* [Task directions]
Would you please copy out each entry exactly?

* [Source data]
==========

// Copyright 2025 the Corral Authors
// SPDX-License-Identifier: Apache-2.0 OR MIT

//! Corral Lasso: one lasso gesture from pointer-down to a committed region.
//!
//! A [`LassoSession`] drives the gesture state machine:
//!
//! ```text
//! Idle -> Drawing -> Idle                 (cancelled, too short)
//!                 -> Resolving -> Idle      (rejected, degenerate)
//!                              -> Committed (cost spent, region handed over)
//! ```
//!
//! Resolving happens synchronously inside [`LassoSession::release`], which
//! either returns a [`CommittedLasso`] or a [`LassoRejection`]. Either way the
//! session is idle again afterwards and ready for the next gesture.
//!
//! A committed lasso carries the simple polygons to fill, their
//! [`TriangleMesh`](corral_geom::TriangleMesh), and the outline to redraw.
//! [`CommittedLasso::damage_area`] turns it into a [`DamageArea`] that fires
//! once after the configured delay and reports which entities it covers.
//!
//! Rejections are ordinary outcomes of hand-drawn input: nothing is spent and
//! nothing is produced.
//!
//! ```rust
//! use corral_budget::Budget;
//! use corral_lasso::{LassoParams, LassoSession};
//! use kurbo::Point;
//!
//! let mut budget = Budget::new(100.0, 30.0);
//! let mut session = LassoSession::new(LassoParams::default());
//!
//! assert!(session.begin(Point::new(0.0, 0.0), Some(&budget)));
//! for &(x, y) in &[(2.0, 0.0), (4.0, 0.0), (4.0, 2.0), (4.0, 4.0), (2.0, 4.0), (0.0, 4.0)] {
//!     session.drag(Point::new(x, y));
//! }
//! let lasso = session
//!     .release(Point::new(0.0, 0.3), Some(&mut budget))
//!     .expect("square commits");
//!
//! assert_eq!(lasso.polygons.len(), 1);
//! assert!((lasso.area - 16.0).abs() < 1e-9);
//! assert!((budget.current() - 84.0).abs() < 1e-9);
//! ```
//!
//! This crate is `no_std` and uses `alloc`.

#![no_std]

extern crate alloc;

mod damage;
mod session;

pub use damage::{DamageArea, DamageRegion};
pub use session::{CommittedLasso, GestureState, LassoSession};

use corral_budget::BudgetError;
use corral_capture::CaptureParams;

/// Configuration for a [`LassoSession`].
#[derive(Clone, Copy, Debug, PartialEq)]
pub struct LassoParams {
    /// Stroke sampling and loop closure.
    pub capture: CaptureParams,
    /// Resource charged per unit of enclosed area. Zero or less disables
    /// metering.
    pub cost_per_unit_area: f64,
    /// Seconds between committing a lasso and its damage firing.
    pub area_delay_seconds: f64,
    /// Damage applied to each entity the region covers.
    pub damage: f64,
}

impl Default for LassoParams {
    fn default() -> Self {
        Self {
            capture: CaptureParams::default(),
            cost_per_unit_area: 1.0,
            area_delay_seconds: 1.0,
            damage: 3.0,
        }
    }
}

/// Why a released gesture produced nothing.
#[derive(Clone, Copy, Debug, PartialEq, thiserror::Error)]
pub enum LassoRejection {
    /// [`LassoSession::release`] was called without a gesture in progress.
    #[error("no lasso gesture is in progress")]
    NotDrawing,
    /// The stroke was too short to close into a loop.
    #[error("stroke of {points} points is shorter than {min_points}")]
    TooShortStroke {
        /// Points the stroke held when it was released.
        points: usize,
        /// The configured minimum.
        min_points: usize,
    },
    /// The loop enclosed no usable area or could not be triangulated.
    #[error("lasso encloses no usable area")]
    DegeneratePolygon,
    /// Every lobe left after splitting still crossed itself.
    #[error("lasso crosses itself more than once")]
    UnresolvableSelfIntersection,
    /// The budget could not pay for the shape.
    #[error(transparent)]
    InsufficientBudget(#[from] BudgetError),
}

==========

* [Reply to the task]
// Copyright 2025 the Corral Authors
// SPDX-License-Identifier: Apache-2.0 OR MIT

//! Corral Lasso: one lasso gesture from pointer-down to a committed region.
//!
//! A [`LassoSession`] drives the gesture state machine:
//!
//! ```text
//! Idle -> Drawing -> Idle                 (cancelled, too short)
//!                 -> Resolving -> Idle      (rejected, degenerate)
//!                              -> Committed (cost spent, region handed over)
//! ```
//!
//! Resolving happens synchronously inside [`LassoSession::release`], which
//! either returns a [`CommittedLasso`] or a [`LassoRejection`]. Either way the
//! session is idle again afterwards and ready for the next gesture.
//!
//! A committed lasso carries the simple polygons to fill, their
//! [`TriangleMesh`](corral_geom::TriangleMesh), and the outline to redraw.
//! [`CommittedLasso::damage_area`] turns it into a [`DamageArea`] that fires
//! once after the configured delay and reports which entities it covers.
//!
//! Rejections are ordinary outcomes of hand-drawn input: nothing is spent and
//! nothing is produced.
//!
//! ```rust
//! use corral_budget::Budget;
//! use corral_lasso::{LassoParams, LassoSession};
//! use kurbo::Point;
//!
//! let mut budget = Budget::new(100.0, 30.0);
//! let mut session = LassoSession::new(LassoParams::default());
//!
//! assert!(session.begin(Point::new(0.0, 0.0), Some(&budget)));
//! for &(x, y) in &[(2.0, 0.0), (4.0, 0.0), (4.0, 2.0), (4.0, 4.0), (2.0, 4.0), (0.0, 4.0)] {
//!     session.drag(Point::new(x, y));
//! }
//! let lasso = session
//!     .release(Point::new(0.0, 0.3), Some(&mut budget))
//!     .expect("square commits");
//!
//! assert_eq!(lasso.polygons.len(), 1);
//! assert!((lasso.area - 16.0).abs() < 1e-9);
//! assert!((budget.current() - 84.0).abs() < 1e-9);
//! ```
//!
//! This crate is `no_std` and uses `alloc`.

#![no_std]

extern crate alloc;

mod damage;
mod session;

pub use damage::{DamageArea, DamageRegion};
pub use session::{CommittedLasso, GestureState, LassoSession};

use corral_budget::BudgetError;
use corral_capture::CaptureParams;

/// Configuration for a [`LassoSession`].
#[derive(Clone, Copy, Debug, PartialEq)]
pub struct LassoParams {
    /// Stroke sampling and loop closure.
    pub capture: CaptureParams,
    /// Resource charged per unit of enclosed area. Zero or less disables
    /// metering.
    pub cost_per_unit_area: f64,
    /// Seconds between committing a lasso and its damage firing.
    pub area_delay_seconds: f64,
    /// Damage applied to each entity the region covers.
    pub damage: f64,
}

impl Default for LassoParams {
    fn default() -> Self {
        Self {
            capture: CaptureParams::default(),
            cost_per_unit_area: 1.0,
            area_delay_seconds: 1.0,
            damage: 3.0,
        }
    }
}

/// Why a released gesture produced nothing.
#[derive(Clone, Copy, Debug, PartialEq, thiserror::Error)]
pub enum LassoRejection {
    /// [`LassoSession::release`] was called without a gesture in progress.
    #[error("no lasso gesture is in progress")]
    NotDrawing,
    /// The stroke was too short to close into a loop.
    #[error("stroke of {points} points is shorter than {min_points}")]
    TooShortStroke {
        /// Points the stroke held when it was released.
        points: usize,
        /// The configured minimum.
        min_points: usize,
    },
    /// The loop enclosed no usable area or could not be triangulated.
    #[error("lasso encloses no usable area")]
    DegeneratePolygon,
    /// Every lobe left after splitting still crossed itself.
    #[error("lasso crosses itself more than once")]
    UnresolvableSelfIntersection,
    /// The budget could not pay for the shape.
    #[error(transparent)]
    InsufficientBudget(#[from] BudgetError),
}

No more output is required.